■ WORK INSTRUCTION: Only lines holding the word "IdfHeading" are wanted from the records; copy all of them.

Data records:

╭──

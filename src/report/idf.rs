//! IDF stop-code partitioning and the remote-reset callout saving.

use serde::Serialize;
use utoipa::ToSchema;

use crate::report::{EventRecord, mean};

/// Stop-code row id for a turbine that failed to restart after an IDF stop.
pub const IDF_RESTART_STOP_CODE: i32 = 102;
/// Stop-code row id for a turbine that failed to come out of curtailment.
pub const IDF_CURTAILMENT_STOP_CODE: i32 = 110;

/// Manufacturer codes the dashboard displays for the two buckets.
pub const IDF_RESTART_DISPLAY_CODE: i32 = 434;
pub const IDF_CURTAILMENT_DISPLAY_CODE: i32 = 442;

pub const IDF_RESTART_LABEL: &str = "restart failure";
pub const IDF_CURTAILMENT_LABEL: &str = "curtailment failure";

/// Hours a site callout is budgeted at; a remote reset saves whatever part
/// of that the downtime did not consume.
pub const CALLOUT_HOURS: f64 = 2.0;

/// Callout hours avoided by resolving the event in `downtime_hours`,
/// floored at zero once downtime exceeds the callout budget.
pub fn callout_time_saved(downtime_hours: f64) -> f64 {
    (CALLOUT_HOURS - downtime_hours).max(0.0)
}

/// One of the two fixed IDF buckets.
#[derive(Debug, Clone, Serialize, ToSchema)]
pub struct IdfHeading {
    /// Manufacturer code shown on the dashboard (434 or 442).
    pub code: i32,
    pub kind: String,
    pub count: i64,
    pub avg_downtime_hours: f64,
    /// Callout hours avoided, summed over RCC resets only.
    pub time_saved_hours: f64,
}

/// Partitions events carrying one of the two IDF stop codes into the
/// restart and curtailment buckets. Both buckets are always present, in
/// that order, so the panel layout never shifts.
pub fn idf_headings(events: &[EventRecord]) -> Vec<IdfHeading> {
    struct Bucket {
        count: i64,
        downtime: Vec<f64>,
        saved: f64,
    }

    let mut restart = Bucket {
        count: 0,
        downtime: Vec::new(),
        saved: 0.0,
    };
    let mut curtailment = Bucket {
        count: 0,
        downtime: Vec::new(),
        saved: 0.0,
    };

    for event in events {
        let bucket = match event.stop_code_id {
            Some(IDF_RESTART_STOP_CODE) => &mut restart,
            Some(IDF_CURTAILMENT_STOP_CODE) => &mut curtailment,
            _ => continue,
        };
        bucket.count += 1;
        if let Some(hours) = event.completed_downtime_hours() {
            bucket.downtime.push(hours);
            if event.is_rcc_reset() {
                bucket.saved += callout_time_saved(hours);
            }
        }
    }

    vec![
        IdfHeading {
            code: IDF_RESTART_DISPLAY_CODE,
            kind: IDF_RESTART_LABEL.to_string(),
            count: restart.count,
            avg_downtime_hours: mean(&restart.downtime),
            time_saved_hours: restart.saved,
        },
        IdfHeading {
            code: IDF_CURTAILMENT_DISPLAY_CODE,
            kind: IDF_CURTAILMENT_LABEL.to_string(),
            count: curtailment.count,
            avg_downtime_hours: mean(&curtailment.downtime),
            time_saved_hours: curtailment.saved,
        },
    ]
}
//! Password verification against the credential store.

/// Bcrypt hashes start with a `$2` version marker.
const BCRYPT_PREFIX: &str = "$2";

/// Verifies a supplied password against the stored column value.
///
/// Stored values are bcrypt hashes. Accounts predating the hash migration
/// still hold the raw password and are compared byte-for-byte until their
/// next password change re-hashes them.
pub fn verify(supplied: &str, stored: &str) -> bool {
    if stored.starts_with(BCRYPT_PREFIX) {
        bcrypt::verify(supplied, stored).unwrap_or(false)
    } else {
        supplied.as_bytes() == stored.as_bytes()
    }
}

╰──

■ WORKED SOLUTION:
pub struct IdfHeading {
pub fn idf_headings(events: &[EventRecord]) -> Vec<IdfHeading> {
        IdfHeading {
        IdfHeading {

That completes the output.